Problem statement:
Set down exactly the lines of the records from the top to the line containing "use crate::report::ConversionReport;"; include both.

---- Data excerpts

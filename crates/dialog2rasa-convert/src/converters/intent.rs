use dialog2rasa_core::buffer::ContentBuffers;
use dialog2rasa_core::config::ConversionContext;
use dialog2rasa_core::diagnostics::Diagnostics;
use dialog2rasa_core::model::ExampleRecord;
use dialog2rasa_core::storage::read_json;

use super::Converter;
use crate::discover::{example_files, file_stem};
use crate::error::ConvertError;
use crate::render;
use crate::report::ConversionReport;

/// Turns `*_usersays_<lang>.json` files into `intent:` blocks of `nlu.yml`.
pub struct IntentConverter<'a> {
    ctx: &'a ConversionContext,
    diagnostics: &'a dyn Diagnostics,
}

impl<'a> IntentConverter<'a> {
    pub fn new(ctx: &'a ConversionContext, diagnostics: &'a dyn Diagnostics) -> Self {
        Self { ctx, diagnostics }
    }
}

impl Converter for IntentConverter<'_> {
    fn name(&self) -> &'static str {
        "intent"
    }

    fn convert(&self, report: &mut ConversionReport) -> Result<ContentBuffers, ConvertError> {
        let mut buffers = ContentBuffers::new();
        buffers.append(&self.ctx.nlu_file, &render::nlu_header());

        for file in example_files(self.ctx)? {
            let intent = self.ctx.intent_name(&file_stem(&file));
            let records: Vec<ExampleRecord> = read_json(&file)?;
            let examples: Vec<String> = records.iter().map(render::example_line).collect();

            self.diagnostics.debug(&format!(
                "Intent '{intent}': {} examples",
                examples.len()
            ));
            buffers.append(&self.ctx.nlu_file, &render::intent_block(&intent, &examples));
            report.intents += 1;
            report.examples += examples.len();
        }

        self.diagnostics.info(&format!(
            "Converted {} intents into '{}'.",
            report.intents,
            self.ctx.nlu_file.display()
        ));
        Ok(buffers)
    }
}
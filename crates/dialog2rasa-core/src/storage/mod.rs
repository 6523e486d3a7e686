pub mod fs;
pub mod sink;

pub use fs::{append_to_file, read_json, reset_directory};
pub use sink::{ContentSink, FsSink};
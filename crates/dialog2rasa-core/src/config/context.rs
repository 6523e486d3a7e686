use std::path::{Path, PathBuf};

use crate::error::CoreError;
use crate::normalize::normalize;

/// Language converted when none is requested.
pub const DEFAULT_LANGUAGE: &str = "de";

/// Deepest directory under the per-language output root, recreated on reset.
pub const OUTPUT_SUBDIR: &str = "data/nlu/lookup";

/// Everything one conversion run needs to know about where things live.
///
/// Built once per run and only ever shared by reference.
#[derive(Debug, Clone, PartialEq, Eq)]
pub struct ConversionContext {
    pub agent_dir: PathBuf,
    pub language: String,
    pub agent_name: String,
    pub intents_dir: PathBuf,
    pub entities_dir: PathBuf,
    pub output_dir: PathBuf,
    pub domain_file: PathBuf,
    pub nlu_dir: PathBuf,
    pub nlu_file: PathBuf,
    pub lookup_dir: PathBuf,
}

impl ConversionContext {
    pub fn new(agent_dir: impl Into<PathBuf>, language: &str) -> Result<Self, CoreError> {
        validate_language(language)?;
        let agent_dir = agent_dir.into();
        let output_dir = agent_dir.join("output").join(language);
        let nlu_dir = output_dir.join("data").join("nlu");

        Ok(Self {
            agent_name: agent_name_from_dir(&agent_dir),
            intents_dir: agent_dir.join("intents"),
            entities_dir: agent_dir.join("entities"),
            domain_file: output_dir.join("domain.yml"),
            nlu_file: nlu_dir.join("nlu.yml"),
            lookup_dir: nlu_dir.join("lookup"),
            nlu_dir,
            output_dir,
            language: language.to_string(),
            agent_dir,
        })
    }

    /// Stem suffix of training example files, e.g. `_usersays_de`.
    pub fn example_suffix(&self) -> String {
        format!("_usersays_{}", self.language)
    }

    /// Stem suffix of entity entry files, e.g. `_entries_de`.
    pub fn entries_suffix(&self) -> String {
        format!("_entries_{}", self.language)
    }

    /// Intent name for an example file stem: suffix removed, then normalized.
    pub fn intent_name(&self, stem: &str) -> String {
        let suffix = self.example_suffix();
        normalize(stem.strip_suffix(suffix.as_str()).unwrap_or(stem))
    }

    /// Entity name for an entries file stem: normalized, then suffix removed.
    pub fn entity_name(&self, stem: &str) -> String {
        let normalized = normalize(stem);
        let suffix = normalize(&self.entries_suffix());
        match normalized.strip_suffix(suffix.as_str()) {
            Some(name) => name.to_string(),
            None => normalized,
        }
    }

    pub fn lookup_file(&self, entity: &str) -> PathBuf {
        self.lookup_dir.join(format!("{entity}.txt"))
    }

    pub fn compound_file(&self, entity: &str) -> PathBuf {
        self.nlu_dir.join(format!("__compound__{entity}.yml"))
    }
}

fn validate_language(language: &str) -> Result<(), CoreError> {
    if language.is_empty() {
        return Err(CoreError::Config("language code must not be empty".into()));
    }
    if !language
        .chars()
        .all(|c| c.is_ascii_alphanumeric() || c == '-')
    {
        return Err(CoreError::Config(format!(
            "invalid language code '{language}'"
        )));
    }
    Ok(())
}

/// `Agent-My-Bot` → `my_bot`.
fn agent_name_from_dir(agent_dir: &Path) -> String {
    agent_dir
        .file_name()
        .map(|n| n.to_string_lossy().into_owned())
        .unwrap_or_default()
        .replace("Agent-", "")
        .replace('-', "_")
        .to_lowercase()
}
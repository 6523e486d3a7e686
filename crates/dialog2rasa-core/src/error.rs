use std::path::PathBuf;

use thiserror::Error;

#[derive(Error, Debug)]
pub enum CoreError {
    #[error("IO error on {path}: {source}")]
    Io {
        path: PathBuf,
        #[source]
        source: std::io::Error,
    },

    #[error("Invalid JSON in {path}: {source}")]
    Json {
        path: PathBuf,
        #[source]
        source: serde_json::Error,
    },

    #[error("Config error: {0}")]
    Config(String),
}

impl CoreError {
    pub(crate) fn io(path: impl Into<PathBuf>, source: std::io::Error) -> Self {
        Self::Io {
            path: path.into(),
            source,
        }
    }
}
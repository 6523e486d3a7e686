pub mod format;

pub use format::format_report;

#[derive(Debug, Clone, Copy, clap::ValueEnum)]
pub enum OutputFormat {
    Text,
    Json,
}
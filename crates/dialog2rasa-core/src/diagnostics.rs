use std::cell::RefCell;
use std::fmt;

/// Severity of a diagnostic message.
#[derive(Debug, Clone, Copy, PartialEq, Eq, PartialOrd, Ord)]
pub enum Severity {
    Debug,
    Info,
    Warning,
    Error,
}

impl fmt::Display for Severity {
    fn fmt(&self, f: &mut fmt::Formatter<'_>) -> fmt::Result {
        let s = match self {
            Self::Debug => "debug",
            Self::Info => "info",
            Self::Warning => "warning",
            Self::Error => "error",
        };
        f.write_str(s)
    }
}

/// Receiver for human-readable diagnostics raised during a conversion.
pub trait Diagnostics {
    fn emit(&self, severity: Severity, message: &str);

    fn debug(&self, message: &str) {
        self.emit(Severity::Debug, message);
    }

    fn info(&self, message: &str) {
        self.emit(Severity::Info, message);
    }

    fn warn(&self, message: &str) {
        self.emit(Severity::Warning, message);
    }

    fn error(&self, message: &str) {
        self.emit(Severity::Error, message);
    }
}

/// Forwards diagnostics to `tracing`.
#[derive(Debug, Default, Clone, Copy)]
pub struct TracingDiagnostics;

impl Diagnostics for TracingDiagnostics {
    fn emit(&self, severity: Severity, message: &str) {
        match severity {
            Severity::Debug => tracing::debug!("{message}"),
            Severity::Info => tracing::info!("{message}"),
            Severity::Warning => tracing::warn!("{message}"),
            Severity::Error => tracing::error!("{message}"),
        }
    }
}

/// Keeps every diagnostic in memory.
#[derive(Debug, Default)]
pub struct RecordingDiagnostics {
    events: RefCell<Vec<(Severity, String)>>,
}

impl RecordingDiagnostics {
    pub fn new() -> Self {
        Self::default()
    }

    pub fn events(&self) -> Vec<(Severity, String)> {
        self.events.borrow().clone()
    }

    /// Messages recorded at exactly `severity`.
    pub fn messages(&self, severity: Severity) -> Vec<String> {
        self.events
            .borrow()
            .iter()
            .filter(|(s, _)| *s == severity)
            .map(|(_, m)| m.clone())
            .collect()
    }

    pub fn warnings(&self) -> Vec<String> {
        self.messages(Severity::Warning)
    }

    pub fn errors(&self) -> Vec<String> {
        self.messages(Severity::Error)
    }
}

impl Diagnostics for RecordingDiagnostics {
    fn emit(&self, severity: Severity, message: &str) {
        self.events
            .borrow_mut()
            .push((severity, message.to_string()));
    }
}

--------

Task response:
filename crates/dialog2rasa-convert/src/converters/intent.rs
use dialog2rasa_core::buffer::ContentBuffers;
use dialog2rasa_core::config::ConversionContext;
use dialog2rasa_core::diagnostics::Diagnostics;
use dialog2rasa_core::model::ExampleRecord;
use dialog2rasa_core::storage::read_json;

use super::Converter;
use crate::discover::{example_files, file_stem};
use crate::error::ConvertError;
use crate::render;
use crate::report::ConversionReport;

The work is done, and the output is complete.